Из этого уточнения следует, что классика мыслилась марксистски ориентированными теоретиками в контексте особого модуса взаимодействия («овладения») с ранее накопленным «художественным опытом». Этот модус заключался в осмыслении классической литературы как «сырья», в процессе переработки которого будет выработана культура нового качества196.
Реализация проекта «советской многонациональной литературы», оформлявшегося с середины 1920‑х, требовала не столько подготовки писательских кадров, сколько создания особой писательской культуры. Таким образом, оба означенных выше измерения литературной жизни – институциональное и персональное – накладывались друг на друга, образуя объемную разветвленную сеть разнонаправленных контактов и связей. Ключевым становился вопрос о роли писателя в государственном и культурном строительстве. Это обстоятельство, с одной стороны, определило характер культурной политики начала 1930‑х годов, основное направление которой было связано с переустройством «литературного быта», а с другой – подвигло творческое сообщество к более пристальному изучению (с целью последующего присвоения) доставшегося ему литературного наследства.

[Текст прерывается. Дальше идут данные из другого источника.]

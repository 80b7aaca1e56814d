//! Error types for the Incentive Engine.
//!
//! The incentive calculation itself never fails: every "no incentive" case is
//! a value of [`IncentiveOutcome`](crate::models::IncentiveOutcome). The errors
//! here cover the collaborators around it, such as configuration loading and
//! validation of inbound sales rows.

use rust_decimal::Decimal;
use thiserror::Error;

/// The main error type for the Incentive Engine.
///
/// # Example
///
/// ```
/// use incentive_engine::error::EngineError;
///
/// let error = EngineError::ConfigNotFound {
///     path: "/missing/settings.yaml".to_string(),
/// };
/// assert_eq!(error.to_string(), "Configuration file not found: /missing/settings.yaml");
/// ```
#[derive(Debug, Error)]
pub enum EngineError {
    /// Configuration file was not found at the specified path.
    #[error("Configuration file not found: {path}")]
    ConfigNotFound {
        /// The path that was not found.
        path: String,
    },

    /// Configuration file could not be parsed.
    #[error("Failed to parse configuration file '{path}': {message}")]
    ConfigParseError {
        /// The path to the file that failed to parse.
        path: String,
        /// A description of the parse error.
        message: String,
    },

    /// A threshold triple is not monotonically non-decreasing.
    #[error(
        "Invalid thresholds for position '{position}': expected base <= level1_end <= level2_end, got {base} / {level1_end} / {level2_end}"
    )]
    InvalidThresholds {
        /// The position the triple belongs to.
        position: String,
        /// The configured base threshold.
        base: Decimal,
        /// The configured end of level 1.
        level1_end: Decimal,
        /// The configured end of level 2.
        level2_end: Decimal,
    },

    /// A calculation period is not a valid calendar month.
    #[error("Invalid period {year}-{month}: month must be between 1 and 12")]
    InvalidPeriod {
        /// The requested year.
        year: i32,
        /// The requested month.
        month: u32,
    },

    /// A sales row was rejected before reaching the engine.
    #[error("Invalid sales record at row {row}, field '{field}': {message}")]
    InvalidSalesRecord {
        /// Zero-based index of the row in its batch.
        row: usize,
        /// The offending field.
        field: String,
        /// A description of what made the field invalid.
        message: String,
    },
}

/// A type alias for Results that return EngineError.
pub type EngineResult<T> = Result<T, EngineError>;
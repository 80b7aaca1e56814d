//! HTTP request handlers for the Incentive Engine API.
//!
//! This module contains the handler functions for all API endpoints.

use std::time::Instant;

use axum::{
    Json, Router,
    extract::{State, rejection::JsonRejection},
    http::{StatusCode, header},
    response::{IntoResponse, Response},
    routing::{get, post},
};
use tracing::{info, warn};
use uuid::Uuid;

use crate::calculation::calculate_batch;

use super::request::CalculationRequest;
use super::response::{ApiError, ApiErrorResponse, CalculationResponse, ThresholdsResponse};
use super::state::AppState;

/// Creates the API router with all endpoints.
pub fn create_router(state: AppState) -> Router {
    Router::new()
        .route("/calculate", post(calculate_handler))
        .route("/thresholds", get(thresholds_handler))
        .with_state(state)
}

fn json_response<T: serde::Serialize>(status: StatusCode, body: T) -> Response {
    (
        status,
        [(header::CONTENT_TYPE, "application/json")],
        Json(body),
    )
        .into_response()
}

/// Handler for POST /calculate endpoint.
///
/// Runs the batch calculation over the submitted rows for one month.
async fn calculate_handler(
    State(state): State<AppState>,
    payload: Result<Json<CalculationRequest>, JsonRejection>,
) -> Response {
    let correlation_id = Uuid::new_v4();
    info!(correlation_id = %correlation_id, "Processing calculation request");

    let request = match payload {
        Ok(Json(req)) => req,
        Err(rejection) => {
            let error = match rejection {
                JsonRejection::JsonDataError(err) => {
                    let body_text = err.body_text();
                    warn!(
                        correlation_id = %correlation_id,
                        error = %body_text,
                        "JSON data error"
                    );
                    if body_text.contains("missing field") {
                        ApiError::validation_error(body_text)
                    } else {
                        ApiError::malformed_json(body_text)
                    }
                }
                JsonRejection::JsonSyntaxError(err) => {
                    warn!(
                        correlation_id = %correlation_id,
                        error = %err,
                        "JSON syntax error"
                    );
                    ApiError::malformed_json(format!("Invalid JSON syntax: {}", err))
                }
                JsonRejection::MissingJsonContentType(_) => {
                    ApiError::new("MISSING_CONTENT_TYPE", "Content-Type must be application/json")
                }
                _ => ApiError::malformed_json("Failed to parse request body"),
            };
            return json_response(StatusCode::BAD_REQUEST, error);
        }
    };

    let validated = match request.validate() {
        Ok(validated) => validated,
        Err(err) => {
            warn!(
                correlation_id = %correlation_id,
                error = %err,
                "Request validation failed"
            );
            let api_error: ApiErrorResponse = err.into();
            return json_response(api_error.status, api_error.error);
        }
    };

    let config = state.config();
    // Request-level thresholds replace the configured overrides; an empty
    // table means "defaults only".
    let overrides = match &validated.thresholds {
        Some(table) if table.is_empty() => None,
        Some(table) => Some(table),
        None => config.override_thresholds(),
    };

    let start_time = Instant::now();
    let row_count = validated.entries.len();
    let batch = calculate_batch(
        validated.period,
        validated.entries,
        config.config().roster(),
        overrides,
    );

    info!(
        correlation_id = %correlation_id,
        period = %batch.period,
        rows = row_count,
        total_incentive = %batch.totals.total_incentive,
        duration_us = start_time.elapsed().as_micros() as u64,
        "Calculation completed successfully"
    );

    json_response(StatusCode::OK, CalculationResponse::new(batch))
}

/// Handler for GET /thresholds endpoint.
///
/// Returns the table a calculation without request-level thresholds would use.
async fn thresholds_handler(State(state): State<AppState>) -> Response {
    let config = state.config();
    let overridden_positions: Vec<String> = config
        .override_thresholds()
        .map(|table| table.iter().map(|(position, _)| position.clone()).collect())
        .unwrap_or_default();

    json_response(
        StatusCode::OK,
        ThresholdsResponse {
            thresholds: config.effective_thresholds(),
            overridden_positions,
        },
    )
}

Илл. 4. Литературное наследство. М.: Журнально-газетное объединение, 1931. Т. 1
Однако объем этого наследства по-прежнему не был определен даже приблизительно. Именно поэтому в июле 1931 года Отдел агитации и пропаганды ЦК ВКП(б) рассмотрел докладную записку РАППа и Института литературы и языка Коммунистической академии197 и выдал разрешение на издание нового «марксистского историко-литературного» и археографического журнала «Литературное наследство», возникшего по инициативе И. С. Зильберштейна, позднее поддержанной И. В. Сергиевским и С. А. Макашиным198. В первоначальный состав редакционной коллегии «Литературного наследства» вошли Л. Л. Авербах, И. К. Ситковский и Ф. Ф. Раскольников, заведующим редакцией стал Зильберштейн (к своим обязанностям он приступил уже 1 августа 1931 года). Первые три тома, появившиеся в 1931–1932 годах, были лишены конкретной тематики199, а подборка вошедших в них материалов формировалась как итог архивных разысканий, которые осуществлялись Зильберштейном зачастую в одиночку. Кроме того, преобладавшие российские/советские и весьма скромно представленные зарубежные материалы печатались в соседстве друг с другом, что скорее свидетельствовало не о разрозненной издательской политике, а об отношении к мировому «литературному наследству» как к области взаимного сосуществования и взаимодействия множества условно ограниченных национальных художественных традиций. (Такое целокупное понимание «литературного наследства» отчасти созвучно горьковской концепции «всемирной литературы», воплощавшей в себе идею «Интернационала духа», «всечеловеческого братства»200.)